Thanks to you we are having a book. We are more than 100% funded – and the book is bound to be published by Unbound. Thanks. You have impregnated us with what's needed and the manuscript is achingly close to being finalised ... we can already feel something kicking down below.
The current working title is Act3 - The Art Of Getting Older. It's an art because some people seem to have an insight into these things, and though science has a useful contribution here, ageing seems to go beyond science into a place more mysterious...
Which brings us spookily to the chapter we're now working on, called Act 4 - The Art Of Dying. Some people seem to manage the end process so much better than others. What the hell are they doing?
As you might have guessed we are not experts on death itself, or what happens during or after it, if anything, however there's some useful stuff we are assembling about that period of time when, as one person put it,
"You're living with a diminishing self ..."
A lawyer we interviewed said how much he'd enjoyed planning for his death, convening a family meeting, letting his children know how much they'd inherit, how and why the details were worked out – why it was fair to his ex-wife, their mother.
Another family – two parents and three adult daughters – met round a meal table and happily agreed an unequal division of the parents' estate – favouring one of the daughters over the others, for family reasons.
Yet another family with three children came to an agreement that two of the children would inherit nothing of the proceeds from the parents' house. These things can and do happen – in a good way.
Yet, some people have bloody fights over this stuff. Is a fight or upset inevitable? We'd say the secret is in the planning and that's what this chapter is about. After all planning for death is in fact about life.
As a subscriber, as if you've not done enough already, we are inviting you to give us your thoughts in this little survey (only 4 questions) about how you're preparing for death. We'd be interested to know - and it can be anonymous if you wish.
Nina Bradford's mum who is in her 80s said to her four adult children "I've decided what I want, when I die. I want no fuss." Nina and her siblings were able to give her some feedback, and say to her, "mum, there are lots of people who really love you, and having a ‘no fuss’ policy when you’re dead deprives them of any opportunity to say goodbye, to recognise their loss, maybe it doesn’t need to be quite so rigid as that." So Nina's family started talking about her mum's death and her funeral. She was saying "put me in a cardboard box, no ceremony." We were able to soften her on that, and bizarrely it’s not all about her wishes. That prompted something, and we were able to have a much bigger conversation, not all these separate ones.

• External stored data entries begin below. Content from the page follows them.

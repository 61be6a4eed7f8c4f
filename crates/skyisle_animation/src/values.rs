use glam::{Quat, Vec3, Vec4};

/// Values a keyframe track can blend between.
pub trait Interpolatable: Copy + Sized {
    fn interpolate_linear(start: Self, end: Self, t: f32) -> Self;

    /// Hermite blend using glTF cubic-spline tangents (already scaled by `dt`
    /// inside the implementation).
    fn interpolate_cubic(
        v0: Self,
        out_tangent0: Self,
        in_tangent1: Self,
        v1: Self,
        t: f32,
        dt: f32,
    ) -> Self;
}

/// Hermite basis weights `(s0, s1, s2, s3)` for `t` in `[0, 1]`.
#[inline]
fn hermite(t: f32) -> (f32, f32, f32, f32) {
    let t2 = t * t;
    let t3 = t2 * t;
    let s2 = -2.0 * t3 + 3.0 * t2;
    let s3 = t3 - t2;
    let s0 = 1.0 - s2;
    let s1 = s3 - t2 + t;
    (s0, s1, s2, s3)
}

impl Interpolatable for f32 {
    fn interpolate_linear(start: Self, end: Self, t: f32) -> Self {
        start + (end - start) * t
    }

    fn interpolate_cubic(v0: Self, out_tangent0: Self, in_tangent1: Self, v1: Self, t: f32, dt: f32) -> Self {
        let (s0, s1, s2, s3) = hermite(t);
        s0 * v0 + s1 * out_tangent0 * dt + s2 * v1 + s3 * in_tangent1 * dt
    }
}

impl Interpolatable for Vec3 {
    fn interpolate_linear(start: Self, end: Self, t: f32) -> Self {
        start.lerp(end, t)
    }

    fn interpolate_cubic(v0: Self, out_tangent0: Self, in_tangent1: Self, v1: Self, t: f32, dt: f32) -> Self {
        let (s0, s1, s2, s3) = hermite(t);
        v0 * s0 + out_tangent0 * dt * s1 + v1 * s2 + in_tangent1 * dt * s3
    }
}

impl Interpolatable for Quat {
    fn interpolate_linear(start: Self, end: Self, t: f32) -> Self {
        start.slerp(end, t)
    }

    fn interpolate_cubic(v0: Self, out_tangent0: Self, in_tangent1: Self, v1: Self, t: f32, dt: f32) -> Self {
        let (s0, s1, s2, s3) = hermite(t);

        let result = Vec4::from(v0) * s0
            + Vec4::from(out_tangent0) * dt * s1
            + Vec4::from(v1) * s2
            + Vec4::from(in_tangent1) * dt * s3;

        Quat::from_vec4(result).normalize()
    }
}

We booked in an appointment and we stuck to it – just the four of us without partners and mum. We talked about practicalities, financial planning, and mapping out some scenarios – the foundations really. Then mum was able to talk about what she wanted for end of life, the funeral, and after the funeral.
For us, we were all in the same room, so we all heard first-hand what mum’s wishes were, what we all wanted and what our anxieties were.
Afterwards, we were all saying how valuable and helpful it all was. I think that’s still the case.
A few years ago Judy and I (Adrian) discovered that our will made no mention of our third daughter and that the childless couple who had years before agreed to be guardians to our children in case of our death, now had four children of their own. Yikes!
Seems it's never a good time to plan for one's own death... but maybe it's time to make time.